The records Start Marker
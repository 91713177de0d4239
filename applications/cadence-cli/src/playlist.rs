//! Playlist files
//!
//! A playlist file is a JSON array of tracks:
//!
//! ```json
//! [
//!   { "id": "1901371647", "name": "Intro", "artists": ["Mono"], "length_ms": 95000 },
//!   { "id": "1901371648", "name": "Theme", "length_ms": 210000 }
//! ]
//! ```

use crate::device::Catalogue;
use crate::error::{CliError, Result};
use cadence_session::{ResourceResolver, Track};
use std::collections::HashSet;
use std::path::Path;
use tracing::{debug, warn};

/// Read and parse a playlist file
pub fn load(path: &Path) -> Result<Vec<Track>> {
    let contents = std::fs::read_to_string(path).map_err(|e| CliError::Playlist {
        path: path.to_path_buf(),
        reason: e.to_string(),
    })?;
    parse(&contents).map_err(|reason| CliError::Playlist {
        path: path.to_path_buf(),
        reason,
    })
}

fn parse(contents: &str) -> std::result::Result<Vec<Track>, String> {
    let tracks: Vec<Track> = serde_json::from_str(contents).map_err(|e| e.to_string())?;
    if tracks.is_empty() {
        return Err("playlist contains no tracks".to_string());
    }

    let mut seen = HashSet::new();
    for track in &tracks {
        if !seen.insert(track.id.as_str()) {
            return Err(format!("duplicate track id {}", track.id));
        }
    }
    Ok(tracks)
}

/// Build the simulated device's catalogue for `tracks`
///
/// Tracks listed in `failing` are left out so the device reports an error
/// when asked to load them. Tracks the resolver rejects are skipped as well;
/// the session sees the resolution failure itself.
pub fn catalogue(
    tracks: &[Track],
    resolver: &dyn ResourceResolver,
    failing: &[String],
) -> Catalogue {
    let mut catalogue = Catalogue::new();
    for track in tracks {
        if failing.iter().any(|id| *id == track.id) {
            debug!("Track {} marked as failing", track.id);
            continue;
        }
        match resolver.resolve(&track.id) {
            Ok(locator) => catalogue.insert(locator, track.length_ms as f64 / 1000.0),
            Err(e) => warn!("Track {} will not resolve: {}", track.id, e),
        }
    }
    catalogue
}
The records End Marker
What you are asked to do: Scan the data, and report each line that uses the word "load".

Task output:
pub fn load(path: &Path) -> Result<Vec<Track>> {
/// when asked to load them. Tracks the resolver rejects are skipped as well;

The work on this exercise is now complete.